Ainsi la mortalité observée est-elle considérée comme normale. La recherche de pesticides, en particulier l'imidaclopride, alias Gaucho, et le fipronil, soit Régent TS, n'en a relevé que des traces, "très en deçà des valeurs de toxicité aiguë". Un tel résultat est d'autant plus intéressant que, d'une part, leur interdiction d'emploi n'a été prononcée qu'en 2004, avec des modalités différentes qui retardaient en partie son effet, et que, de l'autre, leur persistance dans l'environnement est l'un des reproches adressés à ce type de produits. Cette interdiction, en d'autres termes, n'a pas eu d'influence sur une étude qui a pris fin en novembre 2005. Et le coupable idéal se mue en une multitude de suspects, avec tous ces parasites qui attaquent les colonies, champignons, acariens avec le varroa, insectes, comme une punaise qui répond au nom révélateur de loque, et qui, comme de juste, se montre plus virulente dans sa forme américaine, voire, semble-t-il, un nouveau venu, un protozoaire qui s'attaque au système intestinal des abeilles. L'étude met notamment le doigt sur l'acarien, en partie parce que les apiculteurs ne détectent pas, ou pas assez tôt, sa présence, en partie parce que, faute de traitement approprié, ils utilisent des quantités excessives d'un composé maison fabriqué à partir d'un antiparasitaire utilisé sur les chiens.

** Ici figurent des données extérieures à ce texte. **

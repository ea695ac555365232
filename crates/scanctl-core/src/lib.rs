use serde::{Deserialize, Serialize};
use std::fmt;
use std::str::FromStr;

pub mod affordances;
pub mod api;
pub mod error;
pub mod frames;
pub mod inference;

pub use affordances::{Affordance, Affordances};
pub use error::{ChannelError, ControllerError, PreconditionError, RequestError};
pub use frames::{FrameError, InboundFrame, LogMessage, LogStream};
pub use inference::{StatusInferencer, TerminalOutcome, TerminalPhrases};

#[derive(Debug, Clone, Copy, Default, PartialEq, Eq)]
pub struct Session {
    pub connected: bool,
}

#[derive(Debug, Clone, Copy, Serialize, Deserialize, PartialEq, Eq, Hash)]
#[serde(rename_all = "snake_case")]
pub enum TaskKind {
    Ping,
    Connect,
    DiagnosticLidar,
    DiagnosticEngine,
    StartScan,
    StopScan,
}

impl TaskKind {
    pub fn as_str(&self) -> &'static str {
        match self {
            TaskKind::Ping => "ping",
            TaskKind::Connect => "connect",
            TaskKind::DiagnosticLidar => "diagnostic_lidar",
            TaskKind::DiagnosticEngine => "diagnostic_engine",
            TaskKind::StartScan => "start_scan",
            TaskKind::StopScan => "stop_scan",
        }
    }
}

impl fmt::Display for TaskKind {
    fn fmt(&self, f: &mut fmt::Formatter<'_>) -> fmt::Result {
        f.write_str(self.as_str())
    }
}

#[derive(Debug, Clone, Copy, Serialize, Deserialize, PartialEq, Eq)]
#[serde(rename_all = "lowercase")]
pub enum TaskStatus {
    Pending,
    Running,
    Completed,
    Aborted,
    Failed,
}

impl Default for TaskStatus {
    fn default() -> Self {
        Self::Pending
    }
}

impl TaskStatus {
    pub fn as_str(&self) -> &'static str {
        match self {
            TaskStatus::Pending => "pending",
            TaskStatus::Running => "running",
            TaskStatus::Completed => "completed",
            TaskStatus::Aborted => "aborted",
            TaskStatus::Failed => "failed",
        }
    }

    pub fn is_terminal(&self) -> bool {
        matches!(
            self,
            TaskStatus::Completed | TaskStatus::Aborted | TaskStatus::Failed
        )
    }

    fn rank(&self) -> u8 {
        match self {
            TaskStatus::Pending => 0,
            TaskStatus::Running => 1,
            TaskStatus::Completed | TaskStatus::Aborted | TaskStatus::Failed => 2,
        }
    }
}

impl fmt::Display for TaskStatus {
    fn fmt(&self, f: &mut fmt::Formatter<'_>) -> fmt::Result {
        f.write_str(self.as_str())
    }
}

impl FromStr for TaskStatus {
    type Err = String;

    fn from_str(input: &str) -> Result<Self, Self::Err> {
        let normalized = input.trim().to_lowercase();
        match normalized.as_str() {
            "pending" => Ok(TaskStatus::Pending),
            "running" => Ok(TaskStatus::Running),
            "completed" | "done" | "finished" => Ok(TaskStatus::Completed),
            "aborted" | "cancelled" | "canceled" => Ok(TaskStatus::Aborted),
            "failed" => Ok(TaskStatus::Failed),
            other => Err(format!("Unknown status: {other}")),
        }
    }
}

/// One remote operation with a server-issued id.
#[derive(Debug, Clone, PartialEq, Eq)]
pub struct Task {
    pub id: String,
    pub kind: TaskKind,
    status: TaskStatus,
    promised_filename: Option<String>,
    pub stop_requested: bool,
}

impl Task {
    pub fn new(id: impl Into<String>, kind: TaskKind) -> Self {
        Self {
            id: id.into(),
            kind,
            status: TaskStatus::Pending,
            promised_filename: None,
            stop_requested: false,
        }
    }

    pub fn with_promised_filename(mut self, filename: Option<String>) -> Self {
        self.promised_filename = filename.filter(|name| !name.trim().is_empty());
        self
    }

    pub fn status(&self) -> TaskStatus {
        self.status
    }

    pub fn promised_filename(&self) -> Option<&str> {
        self.promised_filename.as_deref()
    }

    /// The scan artifact name, available only once a scan has completed.
    pub fn produced_filename(&self) -> Option<&str> {
        if self.kind != TaskKind::StartScan || self.status != TaskStatus::Completed {
            return None;
        }
        self.promised_filename()
    }

    /// Moves the status forward. Returns false and leaves the task untouched
    /// when `next` would not advance it.
    pub fn advance(&mut self, next: TaskStatus) -> bool {
        if next.rank() <= self.status.rank() {
            return false;
        }
        self.status = next;
        true
    }
}

/// The four scan values as typed by the operator; forwarded without
/// interpretation.
#[derive(Debug, Clone, Serialize, Deserialize, PartialEq, Eq)]
pub struct ScanParams {
    pub scan_range: String,
    pub scan_step: String,
    pub lidar_duration: String,
    pub pulse_delay: String,
}

impl ScanParams {
    pub fn new(
        scan_range: impl Into<String>,
        scan_step: impl Into<String>,
        lidar_duration: impl Into<String>,
        pulse_delay: impl Into<String>,
    ) -> Self {
        Self {
            scan_range: scan_range.into(),
            scan_step: scan_step.into(),
            lidar_duration: lidar_duration.into(),
            pulse_delay: pulse_delay.into(),
        }
    }
}

#[cfg(test)]
mod tests {
    use super::*;

    #[test]
    fn status_only_moves_forward() {
        let mut task = Task::new("T1", TaskKind::StartScan);
        assert!(task.advance(TaskStatus::Running));
        assert!(!task.advance(TaskStatus::Pending));
        assert!(!task.advance(TaskStatus::Running));
        assert!(task.advance(TaskStatus::Aborted));
        assert!(!task.advance(TaskStatus::Completed));
        assert_eq!(task.status(), TaskStatus::Aborted);
    }

    #[test]
    fn pending_task_may_jump_to_terminal() {
        let mut task = Task::new("T1", TaskKind::DiagnosticEngine);
        assert!(task.advance(TaskStatus::Completed));
        assert!(task.status().is_terminal());
    }

    #[test]
    fn produced_filename_requires_completed_scan() {
        let mut scan = Task::new("T1", TaskKind::StartScan)
            .with_promised_filename(Some("scan1.bin".to_string()));
        assert_eq!(scan.promised_filename(), Some("scan1.bin"));
        assert_eq!(scan.produced_filename(), None);
        scan.advance(TaskStatus::Running);
        assert_eq!(scan.produced_filename(), None);
        scan.advance(TaskStatus::Completed);
        assert_eq!(scan.produced_filename(), Some("scan1.bin"));

        let mut diagnostic = Task::new("T2", TaskKind::DiagnosticLidar)
            .with_promised_filename(Some("ignored.bin".to_string()));
        diagnostic.advance(TaskStatus::Completed);
        assert_eq!(diagnostic.produced_filename(), None);
    }

    #[test]
    fn blank_promised_filename_is_dropped() {
        let task = Task::new("T1", TaskKind::StartScan).with_promised_filename(Some("  ".into()));
        assert_eq!(task.promised_filename(), None);
    }

    #[test]
    fn status_parses_aliases() {
        assert_eq!("Finished".parse::<TaskStatus>(), Ok(TaskStatus::Completed));
        assert_eq!("canceled".parse::<TaskStatus>(), Ok(TaskStatus::Aborted));
        assert!("exploded".parse::<TaskStatus>().is_err());
    }

    #[test]
    fn scan_params_serialize_with_backend_keys() {
        let params = ScanParams::new("10", "1", "5", "2");
        let value = serde_json::to_value(&params).expect("serialize");
        assert_eq!(
            value,
            serde_json::json!({
                "scan_range": "10",
                "scan_step": "1",
                "lidar_duration": "5",
                "pulse_delay": "2"
            })
        );
    }
}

Alors, si le coupable, c'est l'insecte, et pas l'insecticide, le monde s'écroule. Et si, au lieu de produit chimique, le coupable est en partie, à cause de ses pratiques, l'apiculteur, tout s'explique, et notamment le fait que ces semences enrobées d'insecticides soient utilisées partout en Europe, sans qu'on observe les conséquences qu'on leur prête en France : car si la chimie est la même, les pratiques, elles, changent dans chaque région. On arrive, alors, à une conclusion inacceptable : la solution aux problèmes de mortalité des abeilles se trouve à la fois dans la modification des pratiques des victimes, les apiculteurs, et dans les laboratoires de l'agrochimie, puisque l'on voit mal qui d'autre pourrait proposer un traitement efficace contre les parasites. Après tout, leur vrai métier, c'est ça. On imagine ce qu'une telle affirmation a d'insoutenable, et on comprend à quel point il faut, bien sûr, toutes affaires cessantes, par application du principe de précaution, et à titre préventif, interdire le Cruiser. Et d'ailleurs, cette détestable molécule a un objectif odieux : détruire ces charmants elateridae, vulgairement connus sous le nom de taupins, paisibles coléoptères aux performances sportives tout à fait exceptionnelles.